Information supplied:
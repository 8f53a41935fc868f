//! Particle stochastic approximation EM
//!
//! Each iteration:
//!
//! 1. run the configured forward filter; the default conditional particle
//!    filter with ancestor sampling is pinned to the current reference
//!    trajectory, the unconditional filters ignore it,
//! 2. draw `M` smoothed trajectories from its output,
//! 3. blend them into the running ensemble with step size `γ_k`,
//! 4. maximise the averaged expected complete-data log-likelihood.
//!
//! The first smoothed trajectory of the new ensemble becomes the next
//! reference. Iteration stops at `max_iter` or when the caller's predicate,
//! which sees the iteration result and the running ensemble, returns `true`.

use nalgebra::DVector;
use rand::Rng;
use serde::Serialize;

use super::accumulator::SufficientStatisticAccumulator;
use super::simulator::simulate;
use crate::common::constants::{DEGENERATE_ESS, DEGENERATE_STEP_FRACTION};
use crate::filter::errors::FilterError;
use crate::model::traits::{MaybeSync, ParameterEstimation};
use crate::reporter::{EstimationReporter, EstimationWarning};
use crate::types::{
    FilterConfig, FilterMode, Observations, PsaemConfig, SmoothedTrajectory, SmootherMode,
    Trajectory,
};

/// Caller predicate for [`Psaem::maximize`]; `true` ends the run
pub type StopPredicate<'a, P> =
    dyn FnMut(&IterationResult, &SufficientStatisticAccumulator<P>) -> bool + 'a;

/// Outcome of one PSAEM iteration
#[derive(Debug, Clone, Serialize)]
pub struct IterationResult {
    /// 1-based iteration number
    pub iteration: usize,
    /// Parameters after the M-step
    pub params: DVector<f64>,
    /// Averaged `Q(θ)` at those parameters
    pub q_value: f64,
    /// `γ_k` used for this iteration
    pub step_size: f64,
    /// Smallest ESS of the forward filter
    pub min_ess: f64,
    /// More than half of the forward filter's steps were degenerate
    pub degenerate: bool,
    /// Whether the M-step converged (closed forms always do)
    pub optimizer_converged: bool,
}

/// PSAEM estimator owning its model and observations
#[derive(Debug)]
pub struct Psaem<M: ParameterEstimation> {
    model: M,
    obs: Observations<M::Input, M::Measurement>,
    config: PsaemConfig,
    stats: SufficientStatisticAccumulator<M::Particle>,
    reference: Vec<M::Particle>,
    iteration: usize,
}

impl<M> Psaem<M>
where
    M: ParameterEstimation + MaybeSync,
{
    /// # Errors
    /// `Configuration` for an invalid config.
    pub fn new(
        model: M,
        obs: Observations<M::Input, M::Measurement>,
        config: PsaemConfig,
    ) -> Result<Self, FilterError> {
        config.validate()?;
        let stats = match config.max_ensemble_members {
            Some(cap) => SufficientStatisticAccumulator::new().with_max_members(cap),
            None => SufficientStatisticAccumulator::new(),
        };
        Ok(Self {
            model,
            obs,
            config,
            stats,
            reference: Vec::new(),
            iteration: 0,
        })
    }

    /// Start from a given reference trajectory instead of drawing one
    pub fn with_reference(mut self, reference: Vec<M::Particle>) -> Result<Self, FilterError> {
        if reference.len() != self.obs.len() {
            return Err(FilterError::DimensionMismatch {
                expected: self.obs.len(),
                actual: reference.len(),
                context: "reference trajectory length".to_string(),
            });
        }
        self.reference = reference;
        Ok(self)
    }

    /// Model at the latest parameters
    pub fn model(&self) -> &M {
        &self.model
    }

    /// Consume the estimator, keeping the fitted model
    pub fn into_model(self) -> M {
        self.model
    }

    /// Observations the estimator was built with
    pub fn observations(&self) -> &Observations<M::Input, M::Measurement> {
        &self.obs
    }

    /// Run settings
    pub fn config(&self) -> &PsaemConfig {
        &self.config
    }

    /// Current reference trajectory
    pub fn reference(&self) -> &[M::Particle] {
        &self.reference
    }

    /// Running ensemble of smoothed trajectories
    pub fn accumulator(&self) -> &SufficientStatisticAccumulator<M::Particle> {
        &self.stats
    }

    /// Completed iterations
    pub fn iteration(&self) -> usize {
        self.iteration
    }

    /// Set `θ_0`, clear the running statistics and, for the conditional
    /// filter without a given reference, draw one from a plain particle
    /// filter and FFBSi at `θ_0`
    pub fn initialize<R, Rep>(
        &mut self,
        rng: &mut R,
        theta0: &DVector<f64>,
        reporter: &mut Rep,
    ) -> Result<(), FilterError>
    where
        R: Rng + ?Sized,
        Rep: EstimationReporter + ?Sized,
    {
        self.model.set_params(theta0)?;
        self.stats.reset();
        self.iteration = 0;
        reporter.on_initial(theta0);

        if self.is_conditional() && self.reference.len() != self.obs.len() {
            let config = FilterConfig::new(self.config.particle_count, 1)
                .with_smoother_mode(SmootherMode::Full);
            let sim = simulate(&self.model, rng, &self.obs, &config, None, reporter)?;
            self.reference = first_path(sim.smoothed)?;
            log::debug!("Drew initial reference over {} steps", self.reference.len());
        }
        Ok(())
    }

    /// One PSAEM iteration
    ///
    /// # Errors
    /// `Configuration` before [`initialize`](Self::initialize), plus any
    /// filter, smoother or M-step error.
    pub fn step<R, Rep>(&mut self, rng: &mut R, reporter: &mut Rep) -> Result<IterationResult, FilterError>
    where
        R: Rng + ?Sized,
        Rep: EstimationReporter + ?Sized,
    {
        let conditional = self.is_conditional();
        if conditional && self.reference.len() != self.obs.len() {
            return Err(FilterError::Configuration {
                description: "PSAEM has no reference trajectory; call initialize first".to_string(),
            });
        }
        let k = self.iteration + 1;

        let reference = conditional.then_some(self.reference.as_slice());
        let sim = simulate(
            &self.model,
            rng,
            &self.obs,
            &self.config.filter_config(),
            reference,
            reporter,
        )?;
        let min_ess = sim.trajectory.min_ess();
        let degenerate = self.check_degeneracy(&sim.trajectory, k, reporter);
        let ensemble = sim.smoothed.ok_or(FilterError::Configuration {
            description: "PSAEM needs a smoother to draw trajectories".to_string(),
        })?;
        self.reference = ensemble.path(0).cloned().collect();

        let gamma = self.config.schedule.step_size(k);
        self.stats
            .update(ensemble, gamma, self.config.ensemble_weight_threshold)?;
        let outcome = self
            .model
            .maximize_weighted(&self.stats, &self.obs, self.config.numeric_max_iter)?;
        if !outcome.converged {
            reporter.on_warning(&EstimationWarning::OptimizerNotConverged {
                iteration: k,
                iterations: outcome.iterations,
            });
        }

        self.iteration = k;
        let result = IterationResult {
            iteration: k,
            params: outcome.params,
            q_value: outcome.q_value,
            step_size: gamma,
            min_ess,
            degenerate,
            optimizer_converged: outcome.converged,
        };
        log::info!(
            "PSAEM iteration {}: params={:?}, Q={:.4}, gamma={:.4}, min_ess={:.2}",
            k,
            result.params.as_slice(),
            result.q_value,
            gamma,
            min_ess
        );
        reporter.on_iteration(&result);
        Ok(result)
    }

    /// Run from `theta0` until `max_iter` or until `stop` returns `true`
    ///
    /// `stop` is called after every iteration with its result and the
    /// running ensemble, whose newest member holds the trajectories just
    /// drawn. Returns the final parameters; the model is left at them.
    pub fn maximize<R, Rep>(
        &mut self,
        rng: &mut R,
        theta0: &DVector<f64>,
        mut stop: Option<&mut StopPredicate<'_, M::Particle>>,
        reporter: &mut Rep,
    ) -> Result<DVector<f64>, FilterError>
    where
        R: Rng + ?Sized,
        Rep: EstimationReporter + ?Sized,
    {
        self.initialize(rng, theta0, reporter)?;
        while self.iteration < self.config.max_iter {
            let result = self.step(rng, reporter)?;
            if let Some(stop) = stop.as_deref_mut() {
                if stop(&result, &self.stats) {
                    log::info!("PSAEM stopped by caller after {} iterations", result.iteration);
                    break;
                }
            }
        }
        Ok(self.model.params())
    }

    fn is_conditional(&self) -> bool {
        self.config.filter_mode == FilterMode::ConditionalAncestorSampling
    }

    fn check_degeneracy<Rep: EstimationReporter + ?Sized>(
        &self,
        trajectory: &Trajectory<M::Particle>,
        k: usize,
        reporter: &mut Rep,
    ) -> bool {
        if trajectory.is_empty() {
            return false;
        }
        let degenerate_steps = trajectory
            .clouds()
            .iter()
            .filter(|c| c.ess() < DEGENERATE_ESS)
            .count();
        let fraction = degenerate_steps as f64 / trajectory.len() as f64;
        if fraction > DEGENERATE_STEP_FRACTION {
            log::warn!(
                "Forward filter degenerate on {:.0}% of steps at iteration {}",
                100.0 * fraction,
                k
            );
            reporter.on_warning(&EstimationWarning::Degenerate {
                iteration: k,
                fraction,
            });
            true
        } else {
            false
        }
    }
}

fn first_path<P: Clone>(smoothed: Option<SmoothedTrajectory<P>>) -> Result<Vec<P>, FilterError> {
    match smoothed {
        Some(s) if s.ancestor_count() > 0 => Ok(s.path(0).cloned().collect()),
        _ => Err(FilterError::Configuration {
            description: "smoother produced no trajectory".to_string(),
        }),
    }
}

Activity: The line with "becomes the next" is the last to include; transcribe exactly every line from the top of the material above down to it.

Task solution:
repository 8f53a41935fc868f
//! Particle stochastic approximation EM
//!
//! Each iteration:
//!
//! 1. run the configured forward filter; the default conditional particle
//!    filter with ancestor sampling is pinned to the current reference
//!    trajectory, the unconditional filters ignore it,
//! 2. draw `M` smoothed trajectories from its output,
//! 3. blend them into the running ensemble with step size `γ_k`,
//! 4. maximise the averaged expected complete-data log-likelihood.
//!
//! The first smoothed trajectory of the new ensemble becomes the next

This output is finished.